» Exercise: Your answer must be an exact repetition of every record.

[[ Data extract, beginning ]]

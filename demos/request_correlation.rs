//! Request correlation example
//!
//! Demonstrates correlation contexts, the output hook and console echo.
//!
//! Run with: cargo run --example request_correlation

use rust_line_logger::prelude::*;
use rust_line_logger::{error, info, log_fields};
use std::sync::Arc;
use std::thread;

fn handle(logger: &Logger, request_id: &str, user: &str) {
    let ctx = CorrelationContext::new().with_value("request_id", request_id);
    info!(logger: logger, ctx: ctx; "request from", user);

    let summary = Fields::new().with("user", user).with("items", 3);
    log_fields!(logger: logger, ctx: ctx; LogLevel::Debug, &summary);

    if user == "mallory" {
        error!(logger: logger, ctx: ctx; "permission denied");
    }
}

fn main() -> Result<()> {
    println!("=== Rust Line Logger - Request Correlation Example ===\n");

    let redact: OutputHook = Arc::new(|line: &str| line.replace("mallory", "m*****"));
    let logger = Arc::new(
        Logger::builder()
            .config(
                LoggerConfig::new()
                    .with_correlation_key("request_id")
                    .with_output_hook(redact),
            )
            .sink(ConsoleSink::stdout())
            .build()?,
    );

    let handles: Vec<_> = [("r-100", "alice"), ("r-101", "bob"), ("r-102", "mallory")]
        .into_iter()
        .map(|(id, user)| {
            let logger = Arc::clone(&logger);
            thread::spawn(move || handle(&logger, id, user))
        })
        .collect();
    for h in handles {
        let _ = h.join();
    }

    // The reserved key is refused and the previous key stays in effect
    if let Err(e) = logger.configure(LoggerConfig::new().with_correlation_key("log_with")) {
        println!("\nRejected configuration: {}", e);
    }
    println!("Correlation key still: {}", logger.snapshot().correlation_key);

    println!("\n=== Example completed successfully! ===");

    Ok(())
}
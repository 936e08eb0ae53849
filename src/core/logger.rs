//! Main logger implementation
//!
//! Every call runs synchronously on the caller's thread:
//! gate → record → format → output hook → sink (+ optional stdout echo).
//! Sink and echo failures, panics included, are absorbed and counted.

use super::{
    caller::{shorten, CallerLocation, CALLER_WIDTH},
    config::{ConfigSnapshot, LoggerConfig},
    correlation::{extract_correlation, CorrelationContext},
    error::{LoggerError, Result},
    fields::Fields,
    hook::{self, OutputHook},
    log_level::LogLevel,
    log_record::{LogRecord, Payload},
    metrics::LoggerMetrics,
    sink::{flush_isolated, write_isolated, Sink},
};
use crate::sinks::{ConsoleSink, FileSink};
use parking_lot::{Mutex, RwLock};
use std::fmt::{Display, Write};
use std::sync::atomic::{AtomicU8, Ordering};
use std::sync::{Arc, OnceLock};

/// Exit status used when a fatal call terminates the process
pub const FATAL_EXIT_CODE: i32 = 1;

/// How the host should end the process after a fatal or panic call
#[derive(Debug, Clone, PartialEq, Eq)]
pub enum Termination {
    /// Exit the process
    Exit,
    /// Unwind with the emitted line as payload
    Panic(String),
}

/// Outcome of a logging call
#[derive(Debug, Clone, PartialEq, Eq)]
pub enum Emission {
    /// Level gate closed; nothing was formatted or written
    Skipped,
    Emitted,
    /// Line written; the caller asked for the process to end
    TerminateRequested(Termination),
}
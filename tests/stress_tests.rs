//! Stress tests for concurrent emission
//!
//! These tests verify:
//! - Lines are never interleaved or lost under concurrent high-volume logging
//! - Reconfiguration, hook replacement and sink swaps are safe mid-stream
//! - Gated calls stay cheap and side-effect free under load

use rust_line_logger::prelude::*;
use rust_line_logger::{debug, info};
use std::collections::HashSet;
use std::sync::atomic::{AtomicUsize, Ordering};
use std::sync::Arc;
use std::thread;
use tempfile::TempDir;

const THREADS: usize = 8;
const PER_THREAD: usize = 2_000;

#[test]
fn test_no_lines_lost_or_interleaved() {
    let temp_dir = TempDir::new().expect("Failed to create temp dir");
    let log_file = temp_dir.path().join("stress.log");

    let logger = Arc::new(
        Logger::builder()
            .config(LoggerConfig::new().with_log_file(&log_file))
            .build()
            .expect("Failed to build logger"),
    );

    let handles: Vec<_> = (0..THREADS)
        .map(|t| {
            let logger = Arc::clone(&logger);
            thread::spawn(move || {
                for i in 0..PER_THREAD {
                    info!(logger: logger; "worker", t, "seq", i);
                }
            })
        })
        .collect();
    for h in handles {
        h.join().expect("Thread panicked");
    }
    logger.flush().expect("Failed to flush");

    let content = std::fs::read_to_string(&log_file).expect("Failed to read log file");
    let mut seen = HashSet::new();
    for line in content.lines() {
        let (_, tail) = line.split_once("[Info ] worker ").expect("whole line");
        assert!(seen.insert(tail.to_string()), "duplicate line {}", tail);
    }
    assert_eq!(seen.len(), THREADS * PER_THREAD);
    assert_eq!(logger.metrics().sink_error_count(), 0);
}

#[test]
fn test_hook_replacement_under_load() {
    let sink = MemorySink::new();
    let logger = Arc::new(Logger::with_sink(sink.clone()));

    let writers: Vec<_> = (0..4)
        .map(|_| {
            let logger = Arc::clone(&logger);
            thread::spawn(move || {
                for i in 0..1_000 {
                    logger.warn(i);
                }
            })
        })
        .collect();

    for round in 0..200 {
        let tag = format!("<{}>", round % 3);
        let hook: OutputHook = Arc::new(move |line: &str| format!("{}{}", tag, line));
        logger.set_output_hook(Some(hook));
    }
    logger.set_output_hook(None);

    for h in writers {
        h.join().expect("Thread panicked");
    }

    let lines = sink.lines();
    assert_eq!(lines.len(), 4_000);
    for line in &lines {
        // At most one hook was applied to each line
        assert!(line.matches('<').count() <= 1, "{}", line);
    }
}

#[test]
fn test_sink_swap_under_load() {
    let first = MemorySink::new();
    let second = MemorySink::new();
    let logger = Arc::new(Logger::with_sink(first.clone()));

    let writer = {
        let logger = Arc::clone(&logger);
        thread::spawn(move || {
            for i in 0..5_000 {
                logger.error(i);
            }
        })
    };
    thread::yield_now();
    logger.set_sink(Box::new(second.clone()));
    writer.join().expect("Thread panicked");

    assert_eq!(first.len() + second.len(), 5_000);
}

#[test]
fn test_gated_calls_under_load() {
    let sink = MemorySink::new();
    let logger = Arc::new(Logger::with_sink(sink.clone()));
    logger.set_level(LogLevel::Error);
    let evaluations = Arc::new(AtomicUsize::new(0));

    let handles: Vec<_> = (0..THREADS)
        .map(|_| {
            let logger = Arc::clone(&logger);
            let evaluations = Arc::clone(&evaluations);
            thread::spawn(move || {
                for _ in 0..PER_THREAD {
                    let emission = debug!(logger: logger; {
                        evaluations.fetch_add(1, Ordering::Relaxed);
                        "never"
                    });
                    assert_eq!(emission, Emission::Skipped);
                }
            })
        })
        .collect();
    for h in handles {
        h.join().expect("Thread panicked");
    }

    assert_eq!(evaluations.load(Ordering::Relaxed), 0);
    assert!(sink.is_empty());
}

[[ Data extract, end ]]

» Solution to this exercise:
filename demos/request_correlation.rs
//! Request correlation example
//!
//! Demonstrates correlation contexts, the output hook and console echo.
//!
//! Run with: cargo run --example request_correlation

use rust_line_logger::prelude::*;
use rust_line_logger::{error, info, log_fields};
use std::sync::Arc;
use std::thread;

fn handle(logger: &Logger, request_id: &str, user: &str) {
    let ctx = CorrelationContext::new().with_value("request_id", request_id);
    info!(logger: logger, ctx: ctx; "request from", user);

    let summary = Fields::new().with("user", user).with("items", 3);
    log_fields!(logger: logger, ctx: ctx; LogLevel::Debug, &summary);

    if user == "mallory" {
        error!(logger: logger, ctx: ctx; "permission denied");
    }
}

fn main() -> Result<()> {
    println!("=== Rust Line Logger - Request Correlation Example ===\n");

    let redact: OutputHook = Arc::new(|line: &str| line.replace("mallory", "m*****"));
    let logger = Arc::new(
        Logger::builder()
            .config(
                LoggerConfig::new()
                    .with_correlation_key("request_id")
                    .with_output_hook(redact),
            )
            .sink(ConsoleSink::stdout())
            .build()?,
    );

    let handles: Vec<_> = [("r-100", "alice"), ("r-101", "bob"), ("r-102", "mallory")]
        .into_iter()
        .map(|(id, user)| {
            let logger = Arc::clone(&logger);
            thread::spawn(move || handle(&logger, id, user))
        })
        .collect();
    for h in handles {
        let _ = h.join();
    }

    // The reserved key is refused and the previous key stays in effect
    if let Err(e) = logger.configure(LoggerConfig::new().with_correlation_key("log_with")) {
        println!("\nRejected configuration: {}", e);
    }
    println!("Correlation key still: {}", logger.snapshot().correlation_key);

    println!("\n=== Example completed successfully! ===");

    Ok(())
}
repository 936e08eb0ae53849
filename src/core/logger.rs
//! Main logger implementation
//!
//! Every call runs synchronously on the caller's thread:
//! gate → record → format → output hook → sink (+ optional stdout echo).
//! Sink and echo failures, panics included, are absorbed and counted.

use super::{
    caller::{shorten, CallerLocation, CALLER_WIDTH},
    config::{ConfigSnapshot, LoggerConfig},
    correlation::{extract_correlation, CorrelationContext},
    error::{LoggerError, Result},
    fields::Fields,
    hook::{self, OutputHook},
    log_level::LogLevel,
    log_record::{LogRecord, Payload},
    metrics::LoggerMetrics,
    sink::{flush_isolated, write_isolated, Sink},
};
use crate::sinks::{ConsoleSink, FileSink};
use parking_lot::{Mutex, RwLock};
use std::fmt::{Display, Write};
use std::sync::atomic::{AtomicU8, Ordering};
use std::sync::{Arc, OnceLock};

/// Exit status used when a fatal call terminates the process
pub const FATAL_EXIT_CODE: i32 = 1;

/// How the host should end the process after a fatal or panic call
#[derive(Debug, Clone, PartialEq, Eq)]
pub enum Termination {
    /// Exit the process
    Exit,
    /// Unwind with the emitted line as payload
    Panic(String),
}

/// Outcome of a logging call
#[derive(Debug, Clone, PartialEq, Eq)]
pub enum Emission {
    /// Level gate closed; nothing was formatted or written
    Skipped,
    Emitted,
    /// Line written; the caller asked for the process to end
    TerminateRequested(Termination),
}
filename tests/stress_tests.rs
//! Stress tests for concurrent emission
//!
//! These tests verify:
//! - Lines are never interleaved or lost under concurrent high-volume logging
//! - Reconfiguration, hook replacement and sink swaps are safe mid-stream
//! - Gated calls stay cheap and side-effect free under load

use rust_line_logger::prelude::*;
use rust_line_logger::{debug, info};
use std::collections::HashSet;
use std::sync::atomic::{AtomicUsize, Ordering};
use std::sync::Arc;
use std::thread;
use tempfile::TempDir;

const THREADS: usize = 8;
const PER_THREAD: usize = 2_000;

#[test]
fn test_no_lines_lost_or_interleaved() {
    let temp_dir = TempDir::new().expect("Failed to create temp dir");
    let log_file = temp_dir.path().join("stress.log");

    let logger = Arc::new(
        Logger::builder()
            .config(LoggerConfig::new().with_log_file(&log_file))
            .build()
            .expect("Failed to build logger"),
    );

    let handles: Vec<_> = (0..THREADS)
        .map(|t| {
            let logger = Arc::clone(&logger);
            thread::spawn(move || {
                for i in 0..PER_THREAD {
                    info!(logger: logger; "worker", t, "seq", i);
                }
            })
        })
        .collect();
    for h in handles {
        h.join().expect("Thread panicked");
    }
    logger.flush().expect("Failed to flush");

    let content = std::fs::read_to_string(&log_file).expect("Failed to read log file");
    let mut seen = HashSet::new();
    for line in content.lines() {
        let (_, tail) = line.split_once("[Info ] worker ").expect("whole line");
        assert!(seen.insert(tail.to_string()), "duplicate line {}", tail);
    }
    assert_eq!(seen.len(), THREADS * PER_THREAD);
    assert_eq!(logger.metrics().sink_error_count(), 0);
}

#[test]
fn test_hook_replacement_under_load() {
    let sink = MemorySink::new();
    let logger = Arc::new(Logger::with_sink(sink.clone()));

    let writers: Vec<_> = (0..4)
        .map(|_| {
            let logger = Arc::clone(&logger);
            thread::spawn(move || {
                for i in 0..1_000 {
                    logger.warn(i);
                }
            })
        })
        .collect();

    for round in 0..200 {
        let tag = format!("<{}>", round % 3);
        let hook: OutputHook = Arc::new(move |line: &str| format!("{}{}", tag, line));
        logger.set_output_hook(Some(hook));
    }
    logger.set_output_hook(None);

    for h in writers {
        h.join().expect("Thread panicked");
    }

    let lines = sink.lines();
    assert_eq!(lines.len(), 4_000);
    for line in &lines {
        // At most one hook was applied to each line
        assert!(line.matches('<').count() <= 1, "{}", line);
    }
}

#[test]
fn test_sink_swap_under_load() {
    let first = MemorySink::new();
    let second = MemorySink::new();
    let logger = Arc::new(Logger::with_sink(first.clone()));

    let writer = {
        let logger = Arc::clone(&logger);
        thread::spawn(move || {
            for i in 0..5_000 {
                logger.error(i);
            }
        })
    };
    thread::yield_now();
    logger.set_sink(Box::new(second.clone()));
    writer.join().expect("Thread panicked");

    assert_eq!(first.len() + second.len(), 5_000);
}

#[test]
fn test_gated_calls_under_load() {
    let sink = MemorySink::new();
    let logger = Arc::new(Logger::with_sink(sink.clone()));
    logger.set_level(LogLevel::Error);
    let evaluations = Arc::new(AtomicUsize::new(0));

    let handles: Vec<_> = (0..THREADS)
        .map(|_| {
            let logger = Arc::clone(&logger);
            let evaluations = Arc::clone(&evaluations);
            thread::spawn(move || {
                for _ in 0..PER_THREAD {
                    let emission = debug!(logger: logger; {
                        evaluations.fetch_add(1, Ordering::Relaxed);
                        "never"
                    });
                    assert_eq!(emission, Emission::Skipped);
                }
            })
        })
        .collect();
    for h in handles {
        h.join().expect("Thread panicked");
    }

    assert_eq!(evaluations.load(Ordering::Relaxed), 0);
    assert!(sink.is_empty());
}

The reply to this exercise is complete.